An example of an excitable environment is the cardiac neuromuscular syncytium - the union of nerve and muscle fibers into a single conductive system capable of transmitting excitation in any direction. Neuromuscular syncytia contract synchronously, obeying a wave of excitation sent by a single control center - the pacemaker. The uniform rhythm is sometimes disrupted and arrhythmias occur. One of these modes is called. atrial flutter: these are autonomous contractions caused by the circulation of excitation around an obstacle, for example. superior or inferior vein. For such a regime to occur, the perimeter of the obstacle must exceed the excitation wavelength, which is ~ 5 cm in the human atrium. With flutter, periodic movement occurs. atrial contraction with a frequency of 3-5 Hz. A more complex mode of excitation is fibrillation of the ventricles of the heart, when the department. elements of the heart muscle begin to contract without external influence. commands and without communication with neighboring elements with a frequency of ~ 10 Hz. Fibrillation leads to cessation of blood circulation.

The emergence and maintenance of spontaneous activity in an excitable environment is inextricably linked with the emergence of wave sources. The simplest source of waves (a group of spontaneously excitable cells) can provide periodic pulsation of activity, this is how the heart pacemaker works.

Sources of excitation can also arise from complex spaces. organizing the excitation mode, for example. reverberator of the type of rotating spiral wave, appearing in the simplest excitable medium. Another type of reverberator occurs in a medium consisting of two types of elements with different excitation thresholds; the reverberator periodically excites one or the other elements, while changing the direction of its movement and generating.

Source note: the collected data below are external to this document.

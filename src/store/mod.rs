//! store
//!
//! Document-store boundary: the records the core persists and the
//! [`DocumentStore`] trait it persists them through.
//!
//! # Records
//!
//! - [`Application`] - an application document (default or child), carrying
//!   its artifact state and an optional [`GitRef`] back-reference
//! - [`RepositoryBinding`] - one per connected default application; the
//!   single source of truth for repository location and remote
//! - [`BranchRecord`] - one per branch per repository, linking a branch to
//!   its child application document
//! - [`GitProfile`] - commit author identity, keyed by user and optionally
//!   by application
//!
//! The store is an external collaborator; [`InMemoryDocumentStore`] is the
//! reference implementation used for embedding and tests.

use std::collections::HashMap;
use std::path::PathBuf;
use std::sync::RwLock;

use async_trait::async_trait;
use serde::{Deserialize, Serialize};
use thiserror::Error;

use crate::artifact::ApplicationState;
use crate::core::types::{ApplicationId, BranchName, Oid, UserId};

/// Errors from document-store operations.
#[derive(Debug, Error)]
pub enum StoreError {
    /// Record not found.
    #[error("{kind} not found: {id}")]
    NotFound {
        /// Record kind ("application", "binding", ...)
        kind: &'static str,
        /// The missing key
        id: String,
    },

    /// Backend failure (connection, serialization, ...).
    #[error("document store error: {0}")]
    Backend(String),
}

/// Commit author identity.
///
/// `use_global_profile` marks a per-application profile as deferring to the
/// user's global profile; resolution treats such a profile as absent.
#[derive(Debug, Clone, PartialEq, Eq, Serialize, Deserialize)]
pub struct GitProfile {
    pub author_name: String,
    pub author_email: String,
    #[serde(default)]
    pub use_global_profile: bool,
}

/// Back-reference from an application document to its repository binding.
#[derive(Debug, Clone, PartialEq, Eq, Serialize, Deserialize)]
pub struct GitRef {
    /// The default application owning the binding
    pub root_application: ApplicationId,
    /// The branch this document materializes
    pub branch: BranchName,
    /// Cleared by `detach`: the document keeps its artifact but loses its
    /// git-backed capability
    pub git_enabled: bool,
}

/// An application document.
#[derive(Debug, Clone, PartialEq, Eq, Serialize, Deserialize)]
pub struct Application {
    pub id: ApplicationId,
    pub name: String,
    pub state: ApplicationState,
    /// Present once the application participates in a connected repository
    pub git: Option<GitRef>,
}

impl Application {
    /// A fresh, unconnected application document.
    pub fn new(name: impl Into<String>, state: ApplicationState) -> Self {
        Self {
            id: ApplicationId::generate(),
            name: name.into(),
            state,
            git: None,
        }
    }
}

/// The repository binding of a connected default application.
#[derive(Debug, Clone, PartialEq, Eq, Serialize, Deserialize)]
pub struct RepositoryBinding {
    /// The default application
    pub application: ApplicationId,
    /// Remote URL as supplied at connect time
    pub remote_url: String,
    /// Local working copy location (owned exclusively by the core)
    pub local_path: PathBuf,
    /// Name of the default branch
    pub default_branch: BranchName,
    /// Whether the remote repository is private
    pub is_private: bool,
    /// Browser-facing URL of the remote, when derivable
    pub browser_url: Option<String>,
    /// User who connected the repository; author of service-generated
    /// commits (auto-stage, merges)
    pub connected_by: UserId,
}

/// One branch of a connected repository.
#[derive(Debug, Clone, PartialEq, Eq, Serialize, Deserialize)]
pub struct BranchRecord {
    /// The application document materializing this branch
    pub application: ApplicationId,
    /// Branch name, unique per repository
    pub branch: BranchName,
    /// The default application owning the repository
    pub root_application: ApplicationId,
    /// Exactly one record per repository has this set
    pub is_default: bool,
    /// Tip last known to match the remote
    pub last_synced_commit: Option<Oid>,
}

/// Storage key for a git profile: global per user, or per application.
pub const GLOBAL_PROFILE_KEY: &str = "default";

/// Document-store access used by the core.
///
/// Implementations must be internally consistent but need no transactional
/// coupling with the repository: the binding is the single source of truth
/// for repository location, and branch records are weak references that the
/// service validates against live refs.
#[async_trait]
pub trait DocumentStore: Send + Sync {
    /// Fetch an application document.
    async fn application(&self, id: &ApplicationId) -> Result<Application, StoreError>;

    /// Insert or replace an application document.
    async fn put_application(&self, app: Application) -> Result<Application, StoreError>;

    /// Fetch the binding of a default application, if connected.
    async fn binding(&self, app: &ApplicationId) -> Result<Option<RepositoryBinding>, StoreError>;

    /// Insert or replace a binding.
    async fn put_binding(&self, binding: RepositoryBinding) -> Result<(), StoreError>;

    /// Delete a binding.
    async fn delete_binding(&self, app: &ApplicationId) -> Result<(), StoreError>;

    /// All branch records of a repository.
    async fn branch_records(&self, root: &ApplicationId) -> Result<Vec<BranchRecord>, StoreError>;

    /// One branch record, if registered.
    async fn branch_record(
        &self,
        root: &ApplicationId,
        branch: &BranchName,
    ) -> Result<Option<BranchRecord>, StoreError>;

    /// Insert or replace a branch record.
    async fn put_branch_record(&self, record: BranchRecord) -> Result<(), StoreError>;

    /// Delete a branch record.
    async fn delete_branch_record(
        &self,
        root: &ApplicationId,
        branch: &BranchName,
    ) -> Result<(), StoreError>;

    /// Fetch a profile: the user's global one for `application = None`,
    /// else the per-application one.
    async fn profile(
        &self,
        user: &UserId,
        application: Option<&ApplicationId>,
    ) -> Result<Option<GitProfile>, StoreError>;

    /// Insert or replace a profile.
    async fn put_profile(
        &self,
        user: &UserId,
        application: Option<&ApplicationId>,
        profile: GitProfile,
    ) -> Result<(), StoreError>;

    /// All profiles of a user, keyed by [`GLOBAL_PROFILE_KEY`] or
    /// application id.
    async fn profiles(&self, user: &UserId) -> Result<HashMap<String, GitProfile>, StoreError>;
}

type ProfileKey = (UserId, Option<ApplicationId>);

/// In-memory document store for embedding and tests.
#[derive(Debug, Default)]
pub struct InMemoryDocumentStore {
    applications: RwLock<HashMap<ApplicationId, Application>>,
    bindings: RwLock<HashMap<ApplicationId, RepositoryBinding>>,
    branches: RwLock<HashMap<(ApplicationId, BranchName), BranchRecord>>,
    profiles: RwLock<HashMap<ProfileKey, GitProfile>>,
}

impl InMemoryDocumentStore {
    /// Empty store.
    pub fn new() -> Self {
        Self::default()
    }
}

#[async_trait]
impl DocumentStore for InMemoryDocumentStore {
    async fn application(&self, id: &ApplicationId) -> Result<Application, StoreError> {
        self.applications
            .read()
            .expect("store poisoned")
            .get(id)
            .cloned()
            .ok_or_else(|| StoreError::NotFound {
                kind: "application",
                id: id.to_string(),
            })
    }

    async fn put_application(&self, app: Application) -> Result<Application, StoreError> {
        self.applications
            .write()
            .expect("store poisoned")
            .insert(app.id, app.clone());
        Ok(app)
    }

    async fn binding(&self, app: &ApplicationId) -> Result<Option<RepositoryBinding>, StoreError> {
        Ok(self
            .bindings
            .read()
            .expect("store poisoned")
            .get(app)
            .cloned())
    }

    async fn put_binding(&self, binding: RepositoryBinding) -> Result<(), StoreError> {
        self.bindings
            .write()
            .expect("store poisoned")
            .insert(binding.application, binding);
        Ok(())
    }

    async fn delete_binding(&self, app: &ApplicationId) -> Result<(), StoreError> {
        self.bindings.write().expect("store poisoned").remove(app);
        Ok(())
    }

    async fn branch_records(&self, root: &ApplicationId) -> Result<Vec<BranchRecord>, StoreError> {
        let mut records: Vec<BranchRecord> = self
            .branches
            .read()
            .expect("store poisoned")
            .values()
            .filter(|r| r.root_application == *root)
            .cloned()
            .collect();
        records.sort_by(|a, b| a.branch.as_str().cmp(b.branch.as_str()));
        Ok(records)
    }

    async fn branch_record(
        &self,
        root: &ApplicationId,
        branch: &BranchName,
    ) -> Result<Option<BranchRecord>, StoreError> {
        Ok(self
            .branches
            .read()
            .expect("store poisoned")
            .get(&(*root, branch.clone()))
            .cloned())
    }

    async fn put_branch_record(&self, record: BranchRecord) -> Result<(), StoreError> {
        self.branches
            .write()
            .expect("store poisoned")
            .insert((record.root_application, record.branch.clone()), record);
        Ok(())
    }

    async fn delete_branch_record(
        &self,
        root: &ApplicationId,
        branch: &BranchName,
    ) -> Result<(), StoreError> {
        self.branches
            .write()
            .expect("store poisoned")
            .remove(&(*root, branch.clone()));
        Ok(())
    }

    async fn profile(
        &self,
        user: &UserId,
        application: Option<&ApplicationId>,
    ) -> Result<Option<GitProfile>, StoreError> {
        Ok(self
            .profiles
            .read()
            .expect("store poisoned")
            .get(&(user.clone(), application.copied()))
            .cloned())
    }

    async fn put_profile(
        &self,
        user: &UserId,
        application: Option<&ApplicationId>,
        profile: GitProfile,
    ) -> Result<(), StoreError> {
        self.profiles
            .write()
            .expect("store poisoned")
            .insert((user.clone(), application.copied()), profile);
        Ok(())
    }

    async fn profiles(&self, user: &UserId) -> Result<HashMap<String, GitProfile>, StoreError> {
        let profiles = self.profiles.read().expect("store poisoned");
        let mut result = HashMap::new();
        for ((owner, application), profile) in profiles.iter() {
            if owner != user {
                continue;
            }
            let key = match application {
                Some(app) => app.to_string(),
                None => GLOBAL_PROFILE_KEY.to_string(),
            };
            result.insert(key, profile.clone());
        }
        Ok(result)
    }
}

#[cfg(test)]
mod tests {
    use super::*;

    fn user(id: &str) -> UserId {
        UserId::new(id).unwrap()
    }

    fn branch(name: &str) -> BranchName {
        BranchName::new(name).unwrap()
    }

    fn profile(name: &str) -> GitProfile {
        GitProfile {
            author_name: name.to_string(),
            author_email: format!("{name}@example.com"),
            use_global_profile: false,
        }
    }

    #[tokio::test]
    async fn application_roundtrip() {
        let store = InMemoryDocumentStore::new();
        let app = Application::new("demo", ApplicationState::new());
        let id = app.id;

        store.put_application(app.clone()).await.unwrap();
        assert_eq!(store.application(&id).await.unwrap(), app);
    }

    #[tokio::test]
    async fn missing_application_is_not_found() {
        let store = InMemoryDocumentStore::new();
        let err = store
            .application(&ApplicationId::generate())
            .await
            .unwrap_err();
        assert!(matches!(err, StoreError::NotFound { kind: "application", .. }));
    }

    #[tokio::test]
    async fn binding_lifecycle() {
        let store = InMemoryDocumentStore::new();
        let app = ApplicationId::generate();
        let binding = RepositoryBinding {
            application: app,
            remote_url: "file:///tmp/remote.git".into(),
            local_path: PathBuf::from("/tmp/work"),
            default_branch: branch("main"),
            is_private: false,
            browser_url: None,
            connected_by: user("u1"),
        };

        assert!(store.binding(&app).await.unwrap().is_none());
        store.put_binding(binding.clone()).await.unwrap();
        assert_eq!(store.binding(&app).await.unwrap(), Some(binding));
        store.delete_binding(&app).await.unwrap();
        assert!(store.binding(&app).await.unwrap().is_none());
    }

    #[tokio::test]
    async fn branch_records_scoped_to_root() {
        let store = InMemoryDocumentStore::new();
        let root_a = ApplicationId::generate();
        let root_b = ApplicationId::generate();

        for (root, name) in [(root_a, "main"), (root_a, "feature"), (root_b, "main")] {
            store
                .put_branch_record(BranchRecord {
                    application: ApplicationId::generate(),
                    branch: branch(name),
                    root_application: root,
                    is_default: name == "main",
                    last_synced_commit: None,
                })
                .await
                .unwrap();
        }

        let records = store.branch_records(&root_a).await.unwrap();
        assert_eq!(records.len(), 2);
        assert_eq!(records[0].branch.as_str(), "feature");
        assert_eq!(records[1].branch.as_str(), "main");
    }

    #[tokio::test]
    async fn delete_branch_record_is_scoped() {
        let store = InMemoryDocumentStore::new();
        let root = ApplicationId::generate();
        store
            .put_branch_record(BranchRecord {
                application: ApplicationId::generate(),
                branch: branch("feature"),
                root_application: root,
                is_default: false,
                last_synced_commit: None,
            })
            .await
            .unwrap();

        store
            .delete_branch_record(&root, &branch("feature"))
            .await
            .unwrap();
        assert!(store
            .branch_record(&root, &branch("feature"))
            .await
            .unwrap()
            .is_none());
    }

    #[tokio::test]
    async fn profiles_keyed_by_scope() {
        let store = InMemoryDocumentStore::new();
        let u = user("u1");
        let app = ApplicationId::generate();

        store.put_profile(&u, None, profile("global")).await.unwrap();
        store
            .put_profile(&u, Some(&app), profile("scoped"))
            .await
            .unwrap();

        let map = store.profiles(&u).await.unwrap();
        assert_eq!(map.len(), 2);
        assert_eq!(map[GLOBAL_PROFILE_KEY].author_name, "global");
        assert_eq!(map[&app.to_string()].author_name, "scoped");

        // Another user sees nothing
        assert!(store.profiles(&user("u2")).await.unwrap().is_empty());
    }
}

The third type of source is the leading center (echo source), which appears in a medium that is heterogeneous in refractoriness or excitation threshold. In this case, a reflected wave (echo) appears on the inhomogeneity. The presence of such wave sources leads to the appearance of complex excitation modes studied in the theory of autowaves.

Lit.: Hodgkin A., Nerve impulse, trans. from English, M., 1965; Katz B., Nerve, muscle and synapse, trans. from English, M., 1968; Khodorov B.I., Problem of excitability, L., 1969; Tasaki I., Nervous excitement, trans. from English, M., 1971; Markin V.S., Pastushenko V.F., Chizmadzhev Yu.A., Theory of excitable media, M., 1981. V. S. Markin.